All that should appear is the run of lines from the one containing "anything after the" through the end of the records, each repeated exactly.

*** Data for review ***

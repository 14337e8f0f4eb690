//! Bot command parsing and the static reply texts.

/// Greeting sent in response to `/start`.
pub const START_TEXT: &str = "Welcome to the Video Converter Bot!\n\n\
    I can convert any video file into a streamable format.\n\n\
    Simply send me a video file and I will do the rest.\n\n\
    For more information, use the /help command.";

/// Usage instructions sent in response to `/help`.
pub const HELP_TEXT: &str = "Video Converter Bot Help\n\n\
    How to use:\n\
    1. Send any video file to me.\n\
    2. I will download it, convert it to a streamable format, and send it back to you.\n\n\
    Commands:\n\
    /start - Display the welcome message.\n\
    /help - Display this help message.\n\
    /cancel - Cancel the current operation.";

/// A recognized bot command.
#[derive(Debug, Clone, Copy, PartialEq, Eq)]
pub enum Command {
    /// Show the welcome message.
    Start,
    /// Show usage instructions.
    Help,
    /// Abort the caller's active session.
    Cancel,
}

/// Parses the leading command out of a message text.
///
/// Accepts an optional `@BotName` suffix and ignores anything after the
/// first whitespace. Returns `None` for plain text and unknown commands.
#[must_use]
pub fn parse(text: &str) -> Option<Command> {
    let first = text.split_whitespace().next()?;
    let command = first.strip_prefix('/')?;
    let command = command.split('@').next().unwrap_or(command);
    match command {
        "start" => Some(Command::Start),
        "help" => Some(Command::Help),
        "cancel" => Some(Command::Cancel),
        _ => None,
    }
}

*** End of Data for review ***

Exercise solution:
/// Accepts an optional `@BotName` suffix and ignores anything after the
/// first whitespace. Returns `None` for plain text and unknown commands.
#[must_use]
pub fn parse(text: &str) -> Option<Command> {
    let first = text.split_whitespace().next()?;
    let command = first.strip_prefix('/')?;
    let command = command.split('@').next().unwrap_or(command);
    match command {
        "start" => Some(Command::Start),
        "help" => Some(Command::Help),
        "cancel" => Some(Command::Cancel),
        _ => None,
    }
}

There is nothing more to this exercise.